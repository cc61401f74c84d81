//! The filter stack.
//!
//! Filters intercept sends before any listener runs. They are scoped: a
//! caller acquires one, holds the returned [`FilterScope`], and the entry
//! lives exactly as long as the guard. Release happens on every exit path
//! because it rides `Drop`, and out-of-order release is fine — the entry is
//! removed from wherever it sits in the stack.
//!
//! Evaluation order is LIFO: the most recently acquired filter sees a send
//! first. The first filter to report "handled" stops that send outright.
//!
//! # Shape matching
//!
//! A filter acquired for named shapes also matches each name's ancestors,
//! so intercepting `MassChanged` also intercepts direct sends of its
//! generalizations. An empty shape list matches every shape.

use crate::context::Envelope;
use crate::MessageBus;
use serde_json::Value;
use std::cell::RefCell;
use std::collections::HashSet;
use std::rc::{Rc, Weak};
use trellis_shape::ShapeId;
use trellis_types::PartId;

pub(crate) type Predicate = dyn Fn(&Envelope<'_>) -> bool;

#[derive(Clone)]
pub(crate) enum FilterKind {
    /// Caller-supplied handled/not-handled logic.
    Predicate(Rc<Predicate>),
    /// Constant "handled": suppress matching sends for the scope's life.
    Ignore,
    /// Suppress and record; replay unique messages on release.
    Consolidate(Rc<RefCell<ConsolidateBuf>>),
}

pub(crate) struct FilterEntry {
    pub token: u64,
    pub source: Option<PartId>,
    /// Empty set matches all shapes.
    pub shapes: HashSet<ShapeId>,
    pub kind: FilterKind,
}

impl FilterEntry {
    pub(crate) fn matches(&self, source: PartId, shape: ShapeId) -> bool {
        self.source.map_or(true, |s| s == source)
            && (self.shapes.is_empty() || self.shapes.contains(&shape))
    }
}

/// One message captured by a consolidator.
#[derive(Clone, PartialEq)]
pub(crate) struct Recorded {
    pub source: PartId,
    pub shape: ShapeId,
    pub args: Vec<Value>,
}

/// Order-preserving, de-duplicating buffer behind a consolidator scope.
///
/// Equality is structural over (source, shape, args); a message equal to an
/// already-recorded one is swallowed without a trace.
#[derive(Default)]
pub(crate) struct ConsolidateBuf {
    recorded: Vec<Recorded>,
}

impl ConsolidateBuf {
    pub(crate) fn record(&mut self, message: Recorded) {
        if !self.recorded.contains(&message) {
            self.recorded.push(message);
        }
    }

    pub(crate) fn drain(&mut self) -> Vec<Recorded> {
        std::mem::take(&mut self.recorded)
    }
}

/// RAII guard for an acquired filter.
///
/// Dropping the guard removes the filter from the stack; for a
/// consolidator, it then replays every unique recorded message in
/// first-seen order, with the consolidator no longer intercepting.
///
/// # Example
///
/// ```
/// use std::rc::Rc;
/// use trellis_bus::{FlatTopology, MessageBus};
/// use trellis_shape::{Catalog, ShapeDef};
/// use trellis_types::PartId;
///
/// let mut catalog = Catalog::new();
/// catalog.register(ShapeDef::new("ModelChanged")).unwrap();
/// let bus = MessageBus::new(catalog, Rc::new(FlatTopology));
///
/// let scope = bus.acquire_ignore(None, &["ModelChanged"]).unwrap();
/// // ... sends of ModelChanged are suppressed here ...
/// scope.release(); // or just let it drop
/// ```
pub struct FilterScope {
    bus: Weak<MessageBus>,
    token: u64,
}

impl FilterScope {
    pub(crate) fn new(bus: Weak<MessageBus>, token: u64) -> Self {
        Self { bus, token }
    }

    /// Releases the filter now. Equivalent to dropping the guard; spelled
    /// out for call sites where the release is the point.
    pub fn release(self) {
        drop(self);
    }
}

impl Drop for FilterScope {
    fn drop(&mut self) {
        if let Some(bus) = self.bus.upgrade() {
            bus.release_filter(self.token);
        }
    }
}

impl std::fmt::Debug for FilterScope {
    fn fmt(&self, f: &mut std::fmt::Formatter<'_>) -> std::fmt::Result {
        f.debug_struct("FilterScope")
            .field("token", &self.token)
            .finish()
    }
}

==

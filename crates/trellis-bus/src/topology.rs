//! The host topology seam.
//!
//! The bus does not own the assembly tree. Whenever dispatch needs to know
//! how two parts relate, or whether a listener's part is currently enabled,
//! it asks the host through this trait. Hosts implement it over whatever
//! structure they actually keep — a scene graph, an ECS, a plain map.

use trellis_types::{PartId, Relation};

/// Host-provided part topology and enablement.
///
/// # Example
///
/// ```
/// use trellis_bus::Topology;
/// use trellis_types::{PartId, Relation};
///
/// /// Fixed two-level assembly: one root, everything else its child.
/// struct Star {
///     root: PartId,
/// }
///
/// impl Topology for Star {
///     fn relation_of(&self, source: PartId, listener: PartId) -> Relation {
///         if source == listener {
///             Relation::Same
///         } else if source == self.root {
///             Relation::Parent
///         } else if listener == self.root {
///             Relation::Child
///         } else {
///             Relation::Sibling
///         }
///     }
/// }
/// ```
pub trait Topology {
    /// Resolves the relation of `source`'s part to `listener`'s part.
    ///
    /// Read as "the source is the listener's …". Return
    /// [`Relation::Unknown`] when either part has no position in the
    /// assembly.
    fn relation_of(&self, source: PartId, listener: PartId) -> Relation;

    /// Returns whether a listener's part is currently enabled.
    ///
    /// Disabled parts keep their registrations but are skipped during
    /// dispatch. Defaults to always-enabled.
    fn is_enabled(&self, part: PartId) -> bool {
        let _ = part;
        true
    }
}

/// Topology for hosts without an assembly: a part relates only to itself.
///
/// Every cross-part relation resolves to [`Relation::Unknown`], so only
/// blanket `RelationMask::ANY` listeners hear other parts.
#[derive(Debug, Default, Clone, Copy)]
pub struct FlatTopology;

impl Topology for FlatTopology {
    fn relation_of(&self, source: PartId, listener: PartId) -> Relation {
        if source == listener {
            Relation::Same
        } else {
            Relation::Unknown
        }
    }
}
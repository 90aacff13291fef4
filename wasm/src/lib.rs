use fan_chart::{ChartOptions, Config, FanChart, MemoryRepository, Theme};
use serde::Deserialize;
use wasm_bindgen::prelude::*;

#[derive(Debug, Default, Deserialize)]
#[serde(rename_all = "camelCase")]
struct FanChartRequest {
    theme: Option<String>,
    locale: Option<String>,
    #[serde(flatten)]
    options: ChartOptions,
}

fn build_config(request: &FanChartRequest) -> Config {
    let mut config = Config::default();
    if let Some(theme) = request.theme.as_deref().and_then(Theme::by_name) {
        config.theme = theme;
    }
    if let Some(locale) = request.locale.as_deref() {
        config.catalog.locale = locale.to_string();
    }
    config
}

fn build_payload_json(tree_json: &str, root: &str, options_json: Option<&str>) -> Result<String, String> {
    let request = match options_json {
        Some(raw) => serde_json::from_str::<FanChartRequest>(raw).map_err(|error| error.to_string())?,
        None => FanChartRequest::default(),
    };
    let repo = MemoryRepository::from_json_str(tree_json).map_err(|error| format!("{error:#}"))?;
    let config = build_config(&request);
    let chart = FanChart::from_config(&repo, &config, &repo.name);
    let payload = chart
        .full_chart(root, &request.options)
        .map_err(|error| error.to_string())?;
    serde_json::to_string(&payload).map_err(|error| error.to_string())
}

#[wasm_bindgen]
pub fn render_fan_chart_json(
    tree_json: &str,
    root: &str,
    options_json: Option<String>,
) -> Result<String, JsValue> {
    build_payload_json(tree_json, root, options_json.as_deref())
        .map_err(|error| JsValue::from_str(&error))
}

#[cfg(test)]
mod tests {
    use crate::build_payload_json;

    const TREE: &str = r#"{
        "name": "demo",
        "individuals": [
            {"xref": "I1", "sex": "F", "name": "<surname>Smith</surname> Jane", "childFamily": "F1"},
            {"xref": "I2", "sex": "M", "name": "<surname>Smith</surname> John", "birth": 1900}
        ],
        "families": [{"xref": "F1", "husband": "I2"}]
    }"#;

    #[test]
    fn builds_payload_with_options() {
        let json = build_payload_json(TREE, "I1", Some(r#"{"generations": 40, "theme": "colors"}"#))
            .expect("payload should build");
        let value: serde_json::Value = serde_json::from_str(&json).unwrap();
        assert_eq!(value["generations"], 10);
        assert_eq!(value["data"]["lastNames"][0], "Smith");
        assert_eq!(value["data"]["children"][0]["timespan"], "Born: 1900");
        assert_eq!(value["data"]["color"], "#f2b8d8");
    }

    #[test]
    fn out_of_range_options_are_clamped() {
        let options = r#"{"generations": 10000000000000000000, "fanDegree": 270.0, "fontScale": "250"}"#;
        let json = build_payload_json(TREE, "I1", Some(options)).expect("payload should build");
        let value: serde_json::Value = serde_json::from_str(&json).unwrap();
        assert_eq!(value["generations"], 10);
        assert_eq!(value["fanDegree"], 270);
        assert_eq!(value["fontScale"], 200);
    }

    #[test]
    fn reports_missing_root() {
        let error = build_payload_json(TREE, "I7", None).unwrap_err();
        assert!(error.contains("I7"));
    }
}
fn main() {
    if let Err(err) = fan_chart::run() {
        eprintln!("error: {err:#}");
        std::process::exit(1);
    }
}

---

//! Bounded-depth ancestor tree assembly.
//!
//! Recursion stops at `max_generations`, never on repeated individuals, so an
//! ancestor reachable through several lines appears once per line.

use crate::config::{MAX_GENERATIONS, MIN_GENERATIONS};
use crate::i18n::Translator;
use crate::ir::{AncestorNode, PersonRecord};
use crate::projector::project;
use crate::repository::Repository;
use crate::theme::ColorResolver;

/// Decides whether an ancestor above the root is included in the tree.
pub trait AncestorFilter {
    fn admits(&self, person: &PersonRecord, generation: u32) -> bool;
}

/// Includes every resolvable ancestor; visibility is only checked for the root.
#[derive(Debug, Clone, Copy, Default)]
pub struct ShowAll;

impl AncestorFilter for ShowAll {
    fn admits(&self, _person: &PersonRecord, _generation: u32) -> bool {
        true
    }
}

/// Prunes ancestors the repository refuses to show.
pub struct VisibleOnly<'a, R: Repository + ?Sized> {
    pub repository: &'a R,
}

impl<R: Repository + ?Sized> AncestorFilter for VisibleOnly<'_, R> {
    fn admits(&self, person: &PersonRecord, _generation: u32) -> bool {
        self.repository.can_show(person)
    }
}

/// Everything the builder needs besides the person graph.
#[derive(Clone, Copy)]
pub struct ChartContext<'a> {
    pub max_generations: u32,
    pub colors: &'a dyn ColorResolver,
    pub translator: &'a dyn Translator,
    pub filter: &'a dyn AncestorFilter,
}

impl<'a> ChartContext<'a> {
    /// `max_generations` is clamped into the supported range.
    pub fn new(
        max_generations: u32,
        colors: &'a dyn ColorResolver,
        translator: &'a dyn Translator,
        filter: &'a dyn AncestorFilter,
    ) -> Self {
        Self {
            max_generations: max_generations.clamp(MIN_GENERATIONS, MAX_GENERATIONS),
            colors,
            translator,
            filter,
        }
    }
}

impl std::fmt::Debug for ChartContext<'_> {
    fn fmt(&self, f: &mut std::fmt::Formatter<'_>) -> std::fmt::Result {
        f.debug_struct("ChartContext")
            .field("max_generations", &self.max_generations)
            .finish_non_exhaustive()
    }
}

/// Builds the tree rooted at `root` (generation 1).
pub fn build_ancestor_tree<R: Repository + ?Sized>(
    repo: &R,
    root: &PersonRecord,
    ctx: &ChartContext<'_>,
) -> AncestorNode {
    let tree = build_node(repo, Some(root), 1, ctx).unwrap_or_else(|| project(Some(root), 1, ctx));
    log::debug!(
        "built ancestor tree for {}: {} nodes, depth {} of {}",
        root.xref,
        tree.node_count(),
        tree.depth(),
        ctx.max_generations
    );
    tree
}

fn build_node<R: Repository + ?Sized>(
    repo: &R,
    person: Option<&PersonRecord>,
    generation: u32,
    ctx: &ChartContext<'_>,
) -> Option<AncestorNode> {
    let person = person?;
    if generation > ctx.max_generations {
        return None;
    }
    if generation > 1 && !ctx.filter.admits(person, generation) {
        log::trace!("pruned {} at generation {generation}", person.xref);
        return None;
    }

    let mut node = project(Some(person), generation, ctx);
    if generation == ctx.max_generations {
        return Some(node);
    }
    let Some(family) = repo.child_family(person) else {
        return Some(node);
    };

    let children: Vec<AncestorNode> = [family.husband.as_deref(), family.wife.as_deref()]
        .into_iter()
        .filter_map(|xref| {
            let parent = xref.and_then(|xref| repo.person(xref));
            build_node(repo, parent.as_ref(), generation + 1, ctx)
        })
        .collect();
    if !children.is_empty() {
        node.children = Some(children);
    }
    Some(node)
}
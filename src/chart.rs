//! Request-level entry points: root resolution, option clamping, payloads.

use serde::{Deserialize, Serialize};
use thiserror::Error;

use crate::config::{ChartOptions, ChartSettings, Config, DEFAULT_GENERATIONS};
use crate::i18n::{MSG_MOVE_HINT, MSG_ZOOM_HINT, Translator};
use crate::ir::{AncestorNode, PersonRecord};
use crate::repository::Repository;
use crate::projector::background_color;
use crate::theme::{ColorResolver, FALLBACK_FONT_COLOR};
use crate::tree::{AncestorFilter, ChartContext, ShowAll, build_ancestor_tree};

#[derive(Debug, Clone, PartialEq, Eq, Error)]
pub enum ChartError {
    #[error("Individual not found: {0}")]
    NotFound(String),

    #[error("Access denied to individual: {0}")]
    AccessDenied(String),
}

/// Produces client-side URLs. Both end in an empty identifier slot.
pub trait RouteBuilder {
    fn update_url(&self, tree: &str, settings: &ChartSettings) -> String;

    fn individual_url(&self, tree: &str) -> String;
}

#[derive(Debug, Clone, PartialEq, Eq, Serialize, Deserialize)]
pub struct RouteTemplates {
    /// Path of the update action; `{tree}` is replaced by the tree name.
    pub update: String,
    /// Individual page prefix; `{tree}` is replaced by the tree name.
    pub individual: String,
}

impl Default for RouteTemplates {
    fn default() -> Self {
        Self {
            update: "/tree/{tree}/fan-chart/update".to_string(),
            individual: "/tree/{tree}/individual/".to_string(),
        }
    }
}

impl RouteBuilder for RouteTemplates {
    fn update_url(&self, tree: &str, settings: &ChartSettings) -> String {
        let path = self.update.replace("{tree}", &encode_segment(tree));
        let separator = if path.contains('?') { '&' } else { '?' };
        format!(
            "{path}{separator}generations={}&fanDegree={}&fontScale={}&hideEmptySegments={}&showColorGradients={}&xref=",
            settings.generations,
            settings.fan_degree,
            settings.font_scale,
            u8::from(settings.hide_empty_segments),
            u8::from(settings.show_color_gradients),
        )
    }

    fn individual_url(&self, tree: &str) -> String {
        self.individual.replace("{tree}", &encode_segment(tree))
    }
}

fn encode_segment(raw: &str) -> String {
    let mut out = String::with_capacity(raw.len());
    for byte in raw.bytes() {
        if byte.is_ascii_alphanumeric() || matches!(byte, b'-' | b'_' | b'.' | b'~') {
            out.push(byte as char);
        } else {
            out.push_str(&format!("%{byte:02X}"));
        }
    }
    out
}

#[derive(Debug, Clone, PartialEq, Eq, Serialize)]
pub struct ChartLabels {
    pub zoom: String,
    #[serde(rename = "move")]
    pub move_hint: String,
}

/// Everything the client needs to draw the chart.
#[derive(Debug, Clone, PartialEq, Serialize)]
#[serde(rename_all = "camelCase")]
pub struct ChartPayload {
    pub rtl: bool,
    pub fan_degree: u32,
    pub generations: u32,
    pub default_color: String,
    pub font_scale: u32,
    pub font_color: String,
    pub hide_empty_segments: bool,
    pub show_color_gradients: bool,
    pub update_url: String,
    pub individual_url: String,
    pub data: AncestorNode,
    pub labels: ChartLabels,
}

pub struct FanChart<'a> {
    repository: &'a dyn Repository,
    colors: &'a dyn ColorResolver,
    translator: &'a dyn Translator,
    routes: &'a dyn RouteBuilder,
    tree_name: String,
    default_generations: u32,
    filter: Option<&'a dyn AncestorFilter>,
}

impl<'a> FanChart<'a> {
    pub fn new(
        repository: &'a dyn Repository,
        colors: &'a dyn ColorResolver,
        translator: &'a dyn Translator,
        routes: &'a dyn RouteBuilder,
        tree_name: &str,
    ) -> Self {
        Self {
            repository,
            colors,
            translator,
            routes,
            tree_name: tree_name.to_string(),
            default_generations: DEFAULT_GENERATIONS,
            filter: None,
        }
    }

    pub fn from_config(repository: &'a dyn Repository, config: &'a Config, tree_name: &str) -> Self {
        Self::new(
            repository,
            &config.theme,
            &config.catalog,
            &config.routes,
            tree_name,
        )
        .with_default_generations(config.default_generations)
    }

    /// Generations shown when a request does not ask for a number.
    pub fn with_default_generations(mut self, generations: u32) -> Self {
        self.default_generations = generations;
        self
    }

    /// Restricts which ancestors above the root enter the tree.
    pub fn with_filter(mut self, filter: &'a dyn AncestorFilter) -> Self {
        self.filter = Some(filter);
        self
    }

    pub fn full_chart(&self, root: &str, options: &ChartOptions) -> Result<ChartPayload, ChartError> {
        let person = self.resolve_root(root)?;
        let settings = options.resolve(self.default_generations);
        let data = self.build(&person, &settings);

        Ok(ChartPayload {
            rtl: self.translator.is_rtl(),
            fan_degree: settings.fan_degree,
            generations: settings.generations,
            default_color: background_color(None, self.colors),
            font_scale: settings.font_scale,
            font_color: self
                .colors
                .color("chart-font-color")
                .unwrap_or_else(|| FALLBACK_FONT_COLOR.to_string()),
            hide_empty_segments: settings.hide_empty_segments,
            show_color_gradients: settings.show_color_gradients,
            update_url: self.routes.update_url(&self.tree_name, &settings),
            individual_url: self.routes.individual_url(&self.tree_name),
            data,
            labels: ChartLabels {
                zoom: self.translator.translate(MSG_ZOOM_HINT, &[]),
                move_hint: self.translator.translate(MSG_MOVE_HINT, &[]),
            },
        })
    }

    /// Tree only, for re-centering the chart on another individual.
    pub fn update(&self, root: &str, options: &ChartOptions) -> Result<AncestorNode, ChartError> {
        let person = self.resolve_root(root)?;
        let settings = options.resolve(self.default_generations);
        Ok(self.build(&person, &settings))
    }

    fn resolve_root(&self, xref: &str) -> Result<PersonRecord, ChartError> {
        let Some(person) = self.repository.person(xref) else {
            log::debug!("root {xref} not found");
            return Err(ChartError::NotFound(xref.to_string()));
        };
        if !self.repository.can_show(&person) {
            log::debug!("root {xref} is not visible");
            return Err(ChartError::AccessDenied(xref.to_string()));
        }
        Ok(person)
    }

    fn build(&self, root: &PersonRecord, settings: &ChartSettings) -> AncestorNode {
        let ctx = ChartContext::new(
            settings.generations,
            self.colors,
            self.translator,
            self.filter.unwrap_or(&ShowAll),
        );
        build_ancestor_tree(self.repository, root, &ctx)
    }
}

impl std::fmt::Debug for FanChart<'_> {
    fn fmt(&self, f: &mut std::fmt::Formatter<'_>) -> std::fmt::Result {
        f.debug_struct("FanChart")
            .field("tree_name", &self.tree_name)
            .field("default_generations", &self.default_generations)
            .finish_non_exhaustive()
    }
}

# What to produce
Give back every line of the listing where the word "Copy" shows up.

# Response
#[derive(Debug, Default, Clone, Copy)]
#[derive(Debug, Clone, Copy, Default)]
#[derive(Clone, Copy)]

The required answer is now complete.